(Dataset entries)
● ● ● ● ● ● ●
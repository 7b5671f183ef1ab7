//! Streaming HTTP download driving the extraction pipeline.
//!
//! [`Downloader`] opens the transfer through a [`Transport`], checks the
//! status, routes on the declared content type, then hands the body to
//! [`dispatch`](crate::dispatch) as a bounded [`ChunkStream`].

use std::fmt;
use std::io::Read;
use std::path::Path;
use std::time::Instant;

use reqwest::blocking::Client;
use reqwest::header::CONTENT_TYPE;
use tokio_util::sync::CancellationToken;
use tracing::debug;
use tracing::info;
use tracing::warn;

use crate::FetchConfig;
use crate::FetchContext;
use crate::FetchError;
use crate::FetchReport;
use crate::ProgressCallback;
use crate::Result;
use crate::dispatch;
use crate::io::ChunkStream;

/// HTTP status that counts as a successful transfer.
const STATUS_OK: u16 = 200;

/// An open transfer: status line, the headers the pipeline uses, and the
/// unread body.
pub struct TransferResponse {
    /// HTTP status code.
    pub status: u16,

    /// Raw `Content-Type` header value.
    pub content_type: Option<String>,

    /// Declared `Content-Length`.
    pub content_length: Option<u64>,

    /// The response body, read incrementally.
    pub body: Box<dyn Read + Send>,
}

impl TransferResponse {
    /// Turns the body into a chunk stream of at most `chunk_size` bytes per
    /// chunk. Read failures are attributed to `url`.
    #[must_use]
    pub fn into_chunks(self, chunk_size: usize, url: &str) -> ChunkStream {
        ChunkStream::from_reader(self.body, chunk_size, url).with_total_bytes(self.content_length)
    }
}

impl fmt::Debug for TransferResponse {
    fn fmt(&self, f: &mut fmt::Formatter<'_>) -> fmt::Result {
        f.debug_struct("TransferResponse")
            .field("status", &self.status)
            .field("content_type", &self.content_type)
            .field("content_length", &self.content_length)
            .finish_non_exhaustive()
    }
}

/// Opens streaming GET requests.
///
/// Implementations must not buffer the body: the returned reader should
/// pull bytes from the connection as it is read.
pub trait Transport: Send + Sync {
    /// Sends a GET request for `url`.
    ///
    /// Any status code is a successful return; only connection-level
    /// failures are errors.
    ///
    /// # Errors
    ///
    /// Returns `FetchError::Network` if the request cannot be sent.
    fn get(&self, url: &str) -> Result<TransferResponse>;
}

/// [`Transport`] backed by a blocking `reqwest` client.
#[derive(Debug, Clone)]
pub struct ReqwestTransport {
    client: Client,
}

impl ReqwestTransport {
    /// Builds a client with the timeouts and user agent from `config`.
    ///
    /// # Errors
    ///
    /// Returns an error if the HTTP client cannot be initialized.
    pub fn new(config: &FetchConfig) -> Result<Self> {
        let mut builder = Client::builder()
            .user_agent(config.user_agent.clone())
            .timeout(config.timeout);
        if let Some(connect_timeout) = config.connect_timeout {
            builder = builder.connect_timeout(connect_timeout);
        }
        let client = builder.build().map_err(std::io::Error::other)?;
        Ok(Self { client })
    }
}

impl Transport for ReqwestTransport {
    fn get(&self, url: &str) -> Result<TransferResponse> {
        let response = self
            .client
            .get(url)
            .send()
            .map_err(|e| FetchError::network(url, e))?;

        let content_type = response
            .headers()
            .get(CONTENT_TYPE)
            .and_then(|value| value.to_str().ok())
            .map(str::to_string);

        Ok(TransferResponse {
            status: response.status().as_u16(),
            content_type,
            content_length: response.content_length(),
            body: Box::new(response),
        })
    }
}

/// Downloads an archive and extracts it into a directory.
///
/// # Examples
///
/// ```no_run
/// use arcfetch_core::Downloader;
/// use arcfetch_core::FetchConfig;
/// use arcfetch_core::NoopProgress;
/// use std::path::Path;
///
/// # fn main() -> Result<(), Box<dyn std::error::Error>> {
/// let downloader = Downloader::new(FetchConfig::default())?;
/// let report = downloader.download(
///     "https://example.com/data.tar.gz",
///     Path::new("data"),
///     &mut NoopProgress,
/// )?;
/// println!("Extracted {} files", report.extraction.files_extracted);
/// # Ok(())
/// # }
/// ```
#[derive(Debug)]
pub struct Downloader<T = ReqwestTransport> {
    transport: T,
    config: FetchConfig,
    cancel: CancellationToken,
}

impl Downloader<ReqwestTransport> {
    /// Creates a downloader that uses a `reqwest` client built from
    /// `config`.
    ///
    /// # Errors
    ///
    /// Returns an error if the configuration is invalid or the HTTP client
    /// cannot be initialized.
    pub fn new(config: FetchConfig) -> Result<Self> {
        config.validate()?;
        let transport = ReqwestTransport::new(&config)?;
        Ok(Self::with_transport(transport, config))
    }
}

impl<T: Transport> Downloader<T> {
    /// Creates a downloader over a custom transport.
    #[must_use]
    pub fn with_transport(transport: T, config: FetchConfig) -> Self {
        Self {
            transport,
            config,
            cancel: CancellationToken::new(),
        }
    }

    /// Replaces the cancellation token.
    ///
    /// Cancelling the token stops the run with [`FetchError::Cancelled`]:
    /// during the transfer within a poll interval, even if the server has
    /// stopped sending, and during extraction at the next entry.
    #[must_use]
    pub fn with_cancel_token(mut self, token: CancellationToken) -> Self {
        self.cancel = token;
        self
    }

    /// Returns the cancellation token used by this downloader.
    #[must_use]
    pub const fn cancel_token(&self) -> &CancellationToken {
        &self.cancel
    }

    /// Returns the configuration.
    #[must_use]
    pub const fn config(&self) -> &FetchConfig {
        &self.config
    }

    /// Fetches `url` and extracts the archive into `output_dir`.
    ///
    /// The status must be exactly 200 and the content type must be
    /// `application/x-gzip` or `application/zip`; both are checked before
    /// the body is read and before anything is written to disk.
    ///
    /// # Errors
    ///
    /// Returns an error if:
    /// - The configuration is invalid
    /// - The connection fails (`Network`) or the status is not 200
    ///   (`Transfer`)
    /// - The content type is missing or unsupported (`UnsupportedFormat`)
    /// - An entry escapes the output directory (`PathTraversal`)
    /// - The archive is corrupt or a write fails
    /// - The run is cancelled (`Cancelled`)
    pub fn download(
        &self,
        url: &str,
        output_dir: &Path,
        progress: &mut dyn ProgressCallback,
    ) -> Result<FetchReport> {
        let start = Instant::now();
        self.config.validate()?;
        if self.cancel.is_cancelled() {
            return Err(FetchError::Cancelled);
        }

        info!(url, output = %output_dir.display(), "starting download");
        let response = self.transport.get(url)?;
        debug!(
            status = response.status,
            content_type = response.content_type.as_deref(),
            content_length = response.content_length,
            "response received"
        );

        if response.status != STATUS_OK {
            return Err(FetchError::Transfer {
                url: url.to_string(),
                status: response.status,
            });
        }

        let format = dispatch::route(response.content_type.as_deref())?;
        let content_length = response.content_length;
        let chunks = response
            .into_chunks(self.config.chunk_size, url)
            .cancellable(self.cancel.clone())?;

        let (bytes_downloaded, extraction) = {
            let mut ctx = FetchContext::new(&self.config, &mut *progress)
                .with_cancel_token(self.cancel.clone());
            dispatch::dispatch_format(&format, chunks, output_dir, &mut ctx)?
        };

        if let Some(expected) = content_length
            && expected != bytes_downloaded
        {
            warn!(
                url,
                expected,
                received = bytes_downloaded,
                "body length differs from Content-Length"
            );
        }

        progress.on_complete();
        info!(url, bytes = bytes_downloaded, %format, "download complete");

        Ok(FetchReport {
            url: url.to_string(),
            format,
            bytes_downloaded,
            content_length,
            extraction,
            duration: start.elapsed(),
        })
    }
}
//! Error types for archive download and extraction.

use std::path::Path;
use std::path::PathBuf;
use thiserror::Error;

/// Result type alias using `FetchError`.
pub type Result<T> = std::result::Result<T, FetchError>;

/// Errors that can occur while downloading or extracting an archive.
#[derive(Error, Debug)]
pub enum FetchError {
    /// The server answered with a non-success status code.
    #[error("transfer failed: {url} returned non-success status {status}")]
    Transfer {
        /// The requested URL.
        url: String,
        /// The HTTP status code received.
        status: u16,
    },

    /// The connection could not be established or broke mid-stream.
    #[error("network error while fetching {url}: {reason}")]
    Network {
        /// The requested URL.
        url: String,
        /// Description of the underlying failure.
        reason: String,
    },

    /// The declared content type has no extractor.
    #[error("unsupported archive format: {}", content_type.as_deref().unwrap_or("<missing content type>"))]
    UnsupportedFormat {
        /// The declared content type, if the header was present.
        content_type: Option<String>,
    },

    /// Path traversal attempt detected.
    #[error("path traversal detected: {path}")]
    PathTraversal {
        /// The entry path that attempted traversal.
        path: PathBuf,
    },

    /// Archive is corrupted or invalid.
    #[error("invalid archive{}: {reason}", entry.as_ref().map(|e| format!(" at entry {}", e.display())).unwrap_or_default())]
    InvalidArchive {
        /// The entry being processed, when known.
        entry: Option<PathBuf>,
        /// Description of the problem.
        reason: String,
    },

    /// I/O operation failed.
    #[error("I/O error: {0}")]
    Io(#[from] std::io::Error),

    /// The operation was cancelled through its cancellation token.
    #[error("operation cancelled")]
    Cancelled,
}

impl FetchError {
    pub(crate) fn network(url: &str, reason: impl ToString) -> Self {
        Self::Network {
            url: url.to_string(),
            reason: reason.to_string(),
        }
    }

    pub(crate) fn invalid_archive(entry: Option<&Path>, reason: impl ToString) -> Self {
        Self::InvalidArchive {
            entry: entry.map(Path::to_path_buf),
            reason: reason.to_string(),
        }
    }

    /// Returns `true` if this error represents a security violation.
    ///
    /// # Examples
    ///
    /// ```
    /// use arcfetch_core::FetchError;
    /// use std::path::PathBuf;
    ///
    /// let err = FetchError::PathTraversal {
    ///     path: PathBuf::from("../etc/passwd"),
    /// };
    /// assert!(err.is_security_violation());
    ///
    /// let err = FetchError::Cancelled;
    /// assert!(!err.is_security_violation());
    /// ```
    #[must_use]
    pub const fn is_security_violation(&self) -> bool {
        matches!(self, Self::PathTraversal { .. })
    }

    /// Returns `true` if the failure happened on the network side of the
    /// pipeline, before any archive was materialized.
    #[must_use]
    pub const fn is_transfer_error(&self) -> bool {
        matches!(self, Self::Transfer { .. } | Self::Network { .. })
    }

    /// Returns `true` if the failure happened while reading or writing
    /// archive entries.
    #[must_use]
    pub const fn is_extraction_error(&self) -> bool {
        matches!(
            self,
            Self::PathTraversal { .. } | Self::InvalidArchive { .. } | Self::Io(_)
        )
    }

    /// Returns the offending archive entry, if one is known.
    ///
    /// # Examples
    ///
    /// ```
    /// use arcfetch_core::FetchError;
    /// use std::path::Path;
    /// use std::path::PathBuf;
    ///
    /// let err = FetchError::PathTraversal {
    ///     path: PathBuf::from("../../etc/passwd"),
    /// };
    /// assert_eq!(err.entry(), Some(Path::new("../../etc/passwd")));
    ///
    /// let err = FetchError::UnsupportedFormat { content_type: None };
    /// assert_eq!(err.entry(), None);
    /// ```
    #[must_use]
    pub fn entry(&self) -> Option<&Path> {
        match self {
            Self::PathTraversal { path } => Some(path),
            Self::InvalidArchive { entry, .. } => entry.as_deref(),
            _ => None,
        }
    }
}

impl From<zip::result::ZipError> for FetchError {
    fn from(err: zip::result::ZipError) -> Self {
        match err {
            zip::result::ZipError::Io(io) => Self::Io(io),
            other => Self::invalid_archive(None, other),
        }
    }
}

#[cfg(test)]
mod tests {
    use super::*;

    #[test]
    fn test_transfer_error_display() {
        let err = FetchError::Transfer {
            url: "https://example.com/data.zip".into(),
            status: 404,
        };
        let display = err.to_string();
        assert!(display.contains("non-success status"));
        assert!(display.contains("404"));
        assert!(display.contains("https://example.com/data.zip"));
        assert!(err.is_transfer_error());
        assert!(!err.is_extraction_error());
    }

    #[test]
    fn test_unsupported_format_display() {
        let err = FetchError::UnsupportedFormat {
            content_type: Some("text/html".into()),
        };
        assert_eq!(err.to_string(), "unsupported archive format: text/html");

        let err = FetchError::UnsupportedFormat { content_type: None };
        assert!(err.to_string().contains("missing content type"));
    }

    #[test]
    fn test_path_traversal_error() {
        let err = FetchError::PathTraversal {
            path: PathBuf::from("../etc/passwd"),
        };
        assert!(err.to_string().contains("path traversal"));
        assert!(err.to_string().contains("../etc/passwd"));
        assert!(err.is_security_violation());
        assert!(err.is_extraction_error());
    }

    #[test]
    fn test_invalid_archive_display() {
        let err = FetchError::invalid_archive(Some(Path::new("sub/b.txt")), "truncated");
        assert_eq!(
            err.to_string(),
            "invalid archive at entry sub/b.txt: truncated"
        );
        assert_eq!(err.entry(), Some(Path::new("sub/b.txt")));

        let err = FetchError::invalid_archive(None, "bad header");
        assert_eq!(err.to_string(), "invalid archive: bad header");
        assert_eq!(err.entry(), None);
    }

    #[test]
    fn test_io_error_conversion() {
        let io_err = std::io::Error::new(std::io::ErrorKind::NotFound, "file not found");
        let err: FetchError = io_err.into();
        assert!(matches!(err, FetchError::Io(_)));
        assert!(!err.is_security_violation());
    }

    #[test]
    fn test_zip_error_conversion() {
        let err: FetchError = zip::result::ZipError::InvalidArchive("bad cdr".into()).into();
        assert!(matches!(err, FetchError::InvalidArchive { entry: None, .. }));

        let io_err = std::io::Error::new(std::io::ErrorKind::UnexpectedEof, "eof");
        let err: FetchError = zip::result::ZipError::Io(io_err).into();
        assert!(matches!(err, FetchError::Io(_)));
    }

    #[test]
    fn test_network_error_is_transfer() {
        let err = FetchError::network("http://localhost", "connection refused");
        assert!(err.is_transfer_error());
        assert!(err.to_string().contains("connection refused"));
    }

    #[test]
    fn test_cancelled_is_neither() {
        let err = FetchError::Cancelled;
        assert!(!err.is_transfer_error());
        assert!(!err.is_extraction_error());
        assert_eq!(err.to_string(), "operation cancelled");
    }
}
● ● ● ● ● ● ●
▶ Exercise objective: The range runs from the line above containing "cannot be sent." to the line containing "if let Some(connect_timeout)", inclusive. Restate those lines word for word and no others.

▶ Your solution:
    /// Returns `FetchError::Network` if the request cannot be sent.
    fn get(&self, url: &str) -> Result<TransferResponse>;
}

/// [`Transport`] backed by a blocking `reqwest` client.
#[derive(Debug, Clone)]
pub struct ReqwestTransport {
    client: Client,
}

impl ReqwestTransport {
    /// Builds a client with the timeouts and user agent from `config`.
    ///
    /// # Errors
    ///
    /// Returns an error if the HTTP client cannot be initialized.
    pub fn new(config: &FetchConfig) -> Result<Self> {
        let mut builder = Client::builder()
            .user_agent(config.user_agent.clone())
            .timeout(config.timeout);
        if let Some(connect_timeout) = config.connect_timeout {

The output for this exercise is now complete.